871 A.2d 1108 (Del. 2005)

  • Examen was a Delaware corporation that did the majority of their business in California. They wanted to merge with another corporation called Reed Elsevier. This required shareholder approval. One of the shareholders, VantagePoint, opposed the merger.
    • There was a difference in how the votes would be counted under Delaware law versus California law. VantagePoint had enough shares to veto the merger under the California standard, but not under the Delaware standard.
  • Examen sued in order to determine whose law should apply.
    • Delaware followed the internal affairs doctrine, which says that the law of a State of incorporation should govern any disputes regarding that corporations’ internal affairs.

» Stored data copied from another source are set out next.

impl Engine {
    // ── Catalog ──────────────────────────────────────────────

    pub async fn configure_business(&self, business: Business) -> Result<(), EngineError> {
        if business.id != self.business_id {
            return Err(EngineError::invalid(format!(
                "business {} does not belong to this engine",
                business.id
            )));
        }
        validate_business(&business)?;
        let _gate = self.commit_gate.read().await;
        let _catalog = self.catalog_lock.lock().await;
        let event = Event::BusinessConfigured { business };
        self.persist_and_apply(&event, Locked::none()).await?;
        tracing::info!("business {} configured", self.business_id);
        Ok(())
    }

    pub async fn upsert_service(&self, service: Service) -> Result<(), EngineError> {
        validate_service(&service)?;
        let _gate = self.commit_gate.read().await;
        let _catalog = self.catalog_lock.lock().await;
        if self.store.service(&service.id).is_none() && self.store.service_count() >= MAX_SERVICES_PER_BUSINESS {
            return Err(EngineError::LimitExceeded("too many services"));
        }
        let id = service.id;
        self.persist_and_apply(&Event::ServiceUpserted { service }, Locked::none())
            .await?;
        tracing::debug!("service {id} upserted");
        Ok(())
    }

    /// Every listed service must already exist.
    pub async fn upsert_staff(&self, staff: Staff) -> Result<(), EngineError> {
        check_name(&staff.name, "staff name")?;
        let _gate = self.commit_gate.read().await;
        let _catalog = self.catalog_lock.lock().await;
        if let Some(missing) = staff.service_ids.iter().find(|s| self.store.service(s).is_none()) {
            return Err(EngineError::NotFound(*missing));
        }
        if self.store.staff_member(&staff.id).is_none() && self.store.staff_count() >= MAX_STAFF_PER_BUSINESS {
            return Err(EngineError::LimitExceeded("too many staff members"));
        }
        let id = staff.id;
        self.persist_and_apply(&Event::StaffUpserted { staff }, Locked::none())
            .await?;
        tracing::debug!("staff member {id} upserted");
        Ok(())
    }

    /// Create or replace a promotion. The code is stored normalized.
    ///
    /// Replacing keeps the stored usage count and usage records; only
    /// redemptions change those.
    pub async fn upsert_promotion(&self, mut promotion: Promotion) -> Result<Promotion, EngineError> {
        validate_promotion(&promotion)?;
        promotion.code = normalize_code(&promotion.code);

        let _gate = self.commit_gate.read().await;
        let _catalog = self.catalog_lock.lock().await;
        if let Some(owner) = self.store.code_owner(&promotion.code)
            && owner != promotion.id
        {
            return Err(EngineError::invalid(format!(
                "promotion code {} is already in use",
                promotion.code
            )));
        }

        match self.store.promotion_by_id(&promotion.id) {
            Some(shared) => {
                let mut current = shared.lock().await;
                promotion.current_uses = current.current_uses;
                promotion.usages = current.usages.clone();
                let event = Event::PromotionUpserted {
                    promotion: promotion.clone(),
                };
                let locked = Locked {
                    days: Vec::new(),
                    promotion: Some(&mut *current),
                };
                self.persist_and_apply(&event, locked).await?;
            }
            None => {
                if self.store.promotion_count() >= MAX_PROMOTIONS_PER_BUSINESS {
                    return Err(EngineError::LimitExceeded("too many promotions"));
                }
                let event = Event::PromotionUpserted {
                    promotion: promotion.clone(),
                };
                self.persist_and_apply(&event, Locked::none()).await?;
            }
        }
        tracing::info!("promotion {} ({}) upserted", promotion.code, promotion.id);
        Ok(promotion)
    }

    /// Import a whole catalog: business first, then services, staff and
    /// promotions. Stops at the first rejected record; earlier records stay.
    pub async fn load_catalog(&self, catalog: Catalog) -> Result<(), EngineError> {
        if let Some(business) = catalog.business {
            self.configure_business(business).await?;
        }
        for service in catalog.services {
            self.upsert_service(service).await?;
        }
        for staff in catalog.staff {
            self.upsert_staff(staff).await?;
        }
        for promotion in catalog.promotions {
            self.upsert_promotion(promotion).await?;
        }
        Ok(())
    }

    // ── Compaction ───────────────────────────────────────────

    /// Rewrite the WAL with only the events needed to recreate current state.
    pub async fn compact_wal(&self) -> Result<(), EngineError> {
        let _gate = self.commit_gate.write().await;
        let mut events = Vec::new();

        if let Some(business) = self.store.business() {
            events.push(Event::BusinessConfigured {
                business: (*business).clone(),
            });
        }
        let mut services = self.store.all_services();
        services.sort_by_key(|s| s.id);
        events.extend(services.into_iter().map(|service| Event::ServiceUpserted { service }));
        events.extend(
            self.store
                .all_staff()
                .into_iter()
                .map(|staff| Event::StaffUpserted { staff }),
        );

        let mut promotions = Vec::new();
        for shared in self.store.all_promotions() {
            promotions.push(shared.lock().await.clone());
        }
        promotions.sort_by_key(|p| p.id);
        events.extend(
            promotions
                .into_iter()
                .map(|promotion| Event::PromotionUpserted { promotion }),
        );

        // Snapshots already carry status, history and pricing, so no redemption is repeated.
        events.extend(
            self.store
                .all_appointments()
                .into_iter()
                .map(|appointment| Event::AppointmentCreated {
                    appointment,
                    redemption: None,
                }),
        );

        let count = events.len();
        let (tx, rx) = oneshot::channel();
        self.wal_tx
            .send(WalCommand::Compact { events, response: tx })
            .await
            .map_err(|_| EngineError::WalError("WAL writer shut down".into()))?;
        rx.await
            .map_err(|_| EngineError::WalError("WAL writer dropped response".into()))?
            .map_err(|e| EngineError::WalError(e.to_string()))?;
        tracing::info!("business {}: WAL compacted to {count} events", self.business_id);
        Ok(())
    }

    pub async fn wal_appends_since_compact(&self) -> u64 {
        let (tx, rx) = oneshot::channel();
        if self
            .wal_tx
            .send(WalCommand::AppendsSinceCompact { response: tx })
            .await
            .is_err()
        {
            return 0;
        }
        rx.await.unwrap_or(0)
    }
}

#[cfg(test)]
mod tests {
    use super::*;
    use chrono::{NaiveDate, Weekday};
    use ulid::Ulid;

    fn business() -> Business {
        Business {
            id: Ulid::new(),
            name: "Studio".into(),
            schedule: WeeklySchedule {
                days: vec![DaySchedule {
                    day: Weekday::Mon,
                    is_open: true,
                    windows: vec![TimeWindow { open: 540, close: 720 }, TimeWindow { open: 780, close: 1080 }],
                }],
            },
            booking: BookingConfig {
                slot_duration: 30,
                buffer_time: 10,
                min_advance_minutes: 60,
                max_advance_days: 60,
                requires_confirmation: false,
                deposit: DepositPolicy::none(),
                cancellation: CancellationPolicy {
                    allow_cancellation: true,
                    hours_before_appointment: 24,
                    penalty_percentage: 50,
                },
                allow_reschedule: true,
            },
        }
    }

    #[test]
    fn business_validation() {
        assert!(validate_business(&business()).is_ok());

        let mut b = business();
        b.schedule.days[0].windows.push(TimeWindow { open: 700, close: 800 });
        assert!(matches!(validate_business(&b), Err(EngineError::InvalidRequest(_))));

        let mut b = business();
        b.booking.slot_duration = 0;
        assert!(validate_business(&b).is_err());

        let mut b = business();
        b.booking.cancellation.penalty_percentage = 150;
        assert!(validate_business(&b).is_err());

        let mut b = business();
        b.schedule.days[0].windows = vec![TimeWindow { open: 60, close: 90 }; MAX_WINDOWS_PER_DAY + 1];
        assert!(matches!(validate_business(&b), Err(EngineError::LimitExceeded(_))));

        let mut b = business();
        b.booking.deposit = DepositPolicy {
            required: true,
            kind: DepositKind::Fixed,
            amount: MAX_PRICE + 1,
        };
        assert!(matches!(validate_business(&b), Err(EngineError::LimitExceeded(_))));
    }

    #[test]
    fn service_validation() {
        let service = Service {
            id: Ulid::new(),
            name: "Cut".into(),
            duration: 30,
            price: 5000,
            final_price: 4500,
            active: true,
        };
        assert!(validate_service(&service).is_ok());
        assert!(validate_service(&Service { final_price: 6000, ..service.clone() }).is_err());
        assert!(validate_service(&Service { duration: 0, ..service.clone() }).is_err());
        assert!(validate_service(&Service { name: " ".into(), ..service.clone() }).is_err());

        let top = Service {
            price: MAX_PRICE,
            final_price: MAX_PRICE,
            ..service
        };
        assert!(validate_service(&top).is_ok());
        let over = Service {
            price: MAX_PRICE + 1,
            ..top
        };
        assert!(matches!(validate_service(&over), Err(EngineError::LimitExceeded(_))));
    }

    #[test]
    fn promotion_validation() {
        let day = NaiveDate::from_ymd_opt(2026, 10, 1).unwrap();
        let promotion = Promotion {
            id: Ulid::new(),
            code: " save10 ".into(),
            kind: DiscountKind::Percentage,
            value: 10,
            max_discount_amount: Some(500),
            valid_from: day.and_hms_opt(0, 0, 0).unwrap(),
            valid_until: day.and_hms_opt(23, 0, 0).unwrap(),
            total_uses: None,
            current_uses: 0,
            min_purchase: None,
            service_ids: None,
            active: true,
            usages: Vec::new(),
        };
        assert!(validate_promotion(&promotion).is_ok());
        assert!(validate_promotion(&Promotion { value: 101, ..promotion.clone() }).is_err());
        assert!(validate_promotion(&Promotion { code: "  ".into(), ..promotion.clone() }).is_err());
        let huge_fixed = Promotion {
            kind: DiscountKind::Fixed,
            value: MAX_PRICE + 1,
            ..promotion.clone()
        };
        assert!(matches!(validate_promotion(&huge_fixed), Err(EngineError::LimitExceeded(_))));
        let huge_cap = Promotion {
            max_discount_amount: Some(i64::MAX),
            ..promotion.clone()
        };
        assert!(matches!(validate_promotion(&huge_cap), Err(EngineError::LimitExceeded(_))));
        let inverted = Promotion {
            valid_from: promotion.valid_until,
            valid_until: promotion.valid_from,
            ..promotion
        };
        assert!(validate_promotion(&inverted).is_err());
    }
}
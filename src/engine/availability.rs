use ulid::Ulid;

use crate::model::*;

use super::conflict::is_busy;

// ── Slot Algorithm ────────────────────────────────────────────────

/// Bookable start times for one day.
///
/// Each window is scanned from `open` in `slot_duration` steps; a start is kept
/// only while both one slot and the whole booking (`total_duration`, buffer
/// included) end by `close`. Windows are scanned independently and the result
/// is chronological.
pub fn slot_starts(windows: &[TimeWindow], slot_duration: Minutes, total_duration: Minutes) -> Vec<Minutes> {
    if slot_duration <= 0 || total_duration <= 0 {
        return Vec::new();
    }
    let needed = slot_duration.max(total_duration);
    let mut starts = Vec::new();
    for window in windows {
        let mut t = window.open;
        while t + needed <= window.close {
            starts.push(t);
            t += slot_duration;
        }
    }
    starts.sort_unstable();
    starts.dedup();
    starts
}

/// Pure slot evaluation over per-staff snapshots of busy spans.
///
/// `candidates` holds `(staff_id, sorted busy spans)` for every staff member able
/// to perform all requested services. A slot is available when at least one
/// candidate is free for `[start, start + total_duration)`.
pub fn compute_slots(
    windows: &[TimeWindow],
    slot_duration: Minutes,
    total_duration: Minutes,
    candidates: &[(Ulid, Vec<Span>)],
) -> Vec<Slot> {
    slot_starts(windows, slot_duration, total_duration)
        .into_iter()
        .map(|start| {
            let wanted = Span::new(start, start + total_duration);
            let staff_available: Vec<Ulid> = candidates
                .iter()
                .filter(|(_, busy)| !is_busy(busy, &wanted))
                .map(|(id, _)| *id)
                .collect();
            Slot {
                time: start,
                available: !staff_available.is_empty(),
                staff_available,
            }
        })
        .collect()
}

/// Whether `span` sits entirely inside one of `windows`.
pub fn within_hours(windows: &[TimeWindow], span: &Span) -> bool {
    windows.iter().any(|w| w.span().contains_span(span))
}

    • California (Cal. Corp. Code §2115) chooses to exercise power over corporations that are ‘psuedo-foreign’ because they conduct most of their activities or have a majority of their shareholders in the State, but are incorporated in another State.
  • The Trial Court found for Examen and said Delaware law should apply. VantagePoint appealed.
  • The Delaware Supreme Court affirmed.
    • The Delaware Supreme Court found that internal affairs doctrine applied because the issue about voting and mergers clearly involved the relationship between a corporation and its shareholders. Therefore, it was an ‘internal affair’.
    • The Court found that the internal affairs doctrine was designed to meet the constitutionality of the Commerce Clause. Therefore, it Delaware’s law was constitutional, and California’s was not.